Which lines in the records below contain the word "Debug"? Copy each one out.

################

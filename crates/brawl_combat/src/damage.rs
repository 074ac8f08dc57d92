//! Attack kinds, intents and damage tuning

use brawl_core::EntityId;
use glam::Vec3;
use serde::{Deserialize, Serialize};

/// What kind of blow landed
#[derive(Debug, Clone, Copy, PartialEq, Eq, Hash, Serialize, Deserialize)]
pub enum AttackKind {
    Punch,
    Kick,
    /// A thrown prop connecting in flight
    ThrownHit,
}

/// Damage and animation lock of one melee move
#[derive(Debug, Clone, Copy, PartialEq, Serialize, Deserialize)]
pub struct AttackProfile {
    /// Health removed per target
    pub damage: f32,
    /// Seconds the attacker stays locked in the attack state
    pub duration: f32,
}

/// One attempted hit, consumed by the resolver in the tick it was raised
#[derive(Debug, Clone, Copy, PartialEq)]
pub struct AttackIntent {
    /// Actor that swung or threw
    pub attacker: EntityId,
    pub kind: AttackKind,
    /// Attacker position when the intent was raised
    pub origin: Vec3,
    /// Unit horizontal facing of the attacker
    pub facing: Vec3,
    pub damage: f32,
    /// Session time the intent was raised, used as the cooldown stamp
    pub issued_at: f64,
}

impl AttackIntent {
    /// Create a melee intent; `facing` is flattened and normalized
    pub fn melee(
        attacker: EntityId,
        kind: AttackKind,
        origin: Vec3,
        facing: Vec3,
        profile: &AttackProfile,
        issued_at: f64,
    ) -> Self {
        Self {
            attacker,
            kind,
            origin,
            facing: Vec3::new(facing.x, 0.0, facing.z).normalize_or_zero(),
            damage: profile.damage,
            issued_at,
        }
    }
}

################

ANSWER SPACE ▸
#[derive(Debug, Clone, Copy, PartialEq, Eq, Hash, Serialize, Deserialize)]
#[derive(Debug, Clone, Copy, PartialEq, Serialize, Deserialize)]
#[derive(Debug, Clone, Copy, PartialEq)]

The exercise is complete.